§ **Material provided**
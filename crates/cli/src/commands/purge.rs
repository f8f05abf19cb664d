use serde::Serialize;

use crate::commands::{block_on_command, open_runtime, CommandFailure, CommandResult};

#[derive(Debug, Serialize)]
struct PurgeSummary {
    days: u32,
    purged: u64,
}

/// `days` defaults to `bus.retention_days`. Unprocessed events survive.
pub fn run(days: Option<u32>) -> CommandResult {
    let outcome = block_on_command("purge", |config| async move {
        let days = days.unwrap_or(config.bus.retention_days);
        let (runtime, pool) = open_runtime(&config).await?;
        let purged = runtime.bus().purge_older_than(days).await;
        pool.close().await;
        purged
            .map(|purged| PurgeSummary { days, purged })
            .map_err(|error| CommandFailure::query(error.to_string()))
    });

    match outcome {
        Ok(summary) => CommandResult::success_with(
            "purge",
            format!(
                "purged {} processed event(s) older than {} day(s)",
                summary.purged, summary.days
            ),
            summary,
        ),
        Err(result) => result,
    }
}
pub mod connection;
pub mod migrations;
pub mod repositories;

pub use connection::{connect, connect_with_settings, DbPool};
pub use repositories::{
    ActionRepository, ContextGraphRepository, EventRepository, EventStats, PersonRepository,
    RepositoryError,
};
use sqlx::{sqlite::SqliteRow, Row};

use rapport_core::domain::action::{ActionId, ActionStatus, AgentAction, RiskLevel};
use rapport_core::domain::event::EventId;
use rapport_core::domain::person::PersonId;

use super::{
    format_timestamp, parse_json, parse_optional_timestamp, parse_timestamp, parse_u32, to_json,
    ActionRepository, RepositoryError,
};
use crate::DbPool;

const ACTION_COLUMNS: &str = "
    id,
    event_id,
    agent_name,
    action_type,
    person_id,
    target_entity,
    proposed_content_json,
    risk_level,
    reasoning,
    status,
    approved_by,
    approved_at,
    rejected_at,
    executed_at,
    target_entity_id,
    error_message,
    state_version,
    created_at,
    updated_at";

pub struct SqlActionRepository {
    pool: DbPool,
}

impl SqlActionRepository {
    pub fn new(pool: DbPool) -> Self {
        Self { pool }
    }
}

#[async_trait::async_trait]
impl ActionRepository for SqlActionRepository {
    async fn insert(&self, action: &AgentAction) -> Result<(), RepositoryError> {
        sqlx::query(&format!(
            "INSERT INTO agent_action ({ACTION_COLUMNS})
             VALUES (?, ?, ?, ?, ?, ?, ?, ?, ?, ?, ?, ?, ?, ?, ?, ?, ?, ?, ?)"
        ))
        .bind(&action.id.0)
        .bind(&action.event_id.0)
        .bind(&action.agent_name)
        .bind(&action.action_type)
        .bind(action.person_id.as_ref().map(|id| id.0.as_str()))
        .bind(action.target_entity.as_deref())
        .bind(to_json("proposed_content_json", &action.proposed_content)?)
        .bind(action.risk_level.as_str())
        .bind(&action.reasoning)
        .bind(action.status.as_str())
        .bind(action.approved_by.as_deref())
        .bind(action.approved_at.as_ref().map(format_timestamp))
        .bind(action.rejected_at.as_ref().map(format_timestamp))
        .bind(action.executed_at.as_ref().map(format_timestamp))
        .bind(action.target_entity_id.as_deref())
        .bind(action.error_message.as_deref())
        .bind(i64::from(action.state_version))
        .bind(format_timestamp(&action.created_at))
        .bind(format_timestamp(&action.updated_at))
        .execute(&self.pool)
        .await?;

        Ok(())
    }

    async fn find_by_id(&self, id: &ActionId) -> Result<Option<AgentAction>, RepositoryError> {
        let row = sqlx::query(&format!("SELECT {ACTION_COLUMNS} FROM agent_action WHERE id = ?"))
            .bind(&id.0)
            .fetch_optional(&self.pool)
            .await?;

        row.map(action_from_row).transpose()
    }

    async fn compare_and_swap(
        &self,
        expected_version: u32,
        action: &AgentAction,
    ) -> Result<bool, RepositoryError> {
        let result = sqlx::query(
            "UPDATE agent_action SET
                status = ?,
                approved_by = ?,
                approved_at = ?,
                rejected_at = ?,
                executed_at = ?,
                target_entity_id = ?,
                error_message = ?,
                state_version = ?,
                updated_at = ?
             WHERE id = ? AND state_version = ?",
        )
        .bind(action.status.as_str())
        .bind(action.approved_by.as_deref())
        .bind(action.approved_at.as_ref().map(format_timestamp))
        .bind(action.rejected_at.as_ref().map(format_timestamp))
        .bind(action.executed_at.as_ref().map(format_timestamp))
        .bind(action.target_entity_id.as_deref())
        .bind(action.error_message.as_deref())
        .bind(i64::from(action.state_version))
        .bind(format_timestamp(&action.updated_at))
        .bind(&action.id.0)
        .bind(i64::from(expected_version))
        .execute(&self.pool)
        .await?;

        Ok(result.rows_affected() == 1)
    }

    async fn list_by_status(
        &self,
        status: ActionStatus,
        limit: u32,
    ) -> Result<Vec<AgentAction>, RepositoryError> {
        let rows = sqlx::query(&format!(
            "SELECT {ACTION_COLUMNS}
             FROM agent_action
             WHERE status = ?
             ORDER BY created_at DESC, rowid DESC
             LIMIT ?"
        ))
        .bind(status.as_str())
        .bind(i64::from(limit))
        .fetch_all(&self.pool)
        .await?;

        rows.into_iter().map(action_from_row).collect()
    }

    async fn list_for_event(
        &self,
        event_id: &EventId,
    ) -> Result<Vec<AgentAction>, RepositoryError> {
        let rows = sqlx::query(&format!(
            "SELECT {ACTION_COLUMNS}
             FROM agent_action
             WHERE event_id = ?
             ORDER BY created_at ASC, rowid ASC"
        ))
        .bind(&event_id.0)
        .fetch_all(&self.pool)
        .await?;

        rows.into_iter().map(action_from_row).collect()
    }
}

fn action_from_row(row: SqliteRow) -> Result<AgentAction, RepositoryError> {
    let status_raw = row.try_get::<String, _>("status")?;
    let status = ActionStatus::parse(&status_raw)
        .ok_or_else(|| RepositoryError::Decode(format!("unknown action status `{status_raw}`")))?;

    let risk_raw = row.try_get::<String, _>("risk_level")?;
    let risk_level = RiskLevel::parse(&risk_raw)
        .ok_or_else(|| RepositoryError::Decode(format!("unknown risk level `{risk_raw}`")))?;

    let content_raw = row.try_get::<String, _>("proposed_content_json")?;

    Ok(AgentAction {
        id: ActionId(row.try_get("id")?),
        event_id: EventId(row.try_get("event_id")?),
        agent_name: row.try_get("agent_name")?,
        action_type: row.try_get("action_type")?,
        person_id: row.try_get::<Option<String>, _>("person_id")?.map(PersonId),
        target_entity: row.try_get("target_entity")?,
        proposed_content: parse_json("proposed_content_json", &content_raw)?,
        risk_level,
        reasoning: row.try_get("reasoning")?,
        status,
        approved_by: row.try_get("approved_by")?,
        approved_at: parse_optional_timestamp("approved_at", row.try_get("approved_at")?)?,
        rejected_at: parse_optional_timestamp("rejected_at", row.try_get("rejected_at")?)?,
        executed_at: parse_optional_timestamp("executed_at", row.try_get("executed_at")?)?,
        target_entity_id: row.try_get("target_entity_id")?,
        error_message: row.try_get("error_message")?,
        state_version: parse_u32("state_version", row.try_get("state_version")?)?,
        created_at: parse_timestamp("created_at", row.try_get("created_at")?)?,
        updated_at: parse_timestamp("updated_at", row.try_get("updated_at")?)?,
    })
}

§ **What you have to do**
Report all lines in the records that include the string "Decode".

§ **Exercise response**
        .ok_or_else(|| RepositoryError::Decode(format!("unknown action status `{status_raw}`")))?;
        .ok_or_else(|| RepositoryError::Decode(format!("unknown risk level `{risk_raw}`")))?;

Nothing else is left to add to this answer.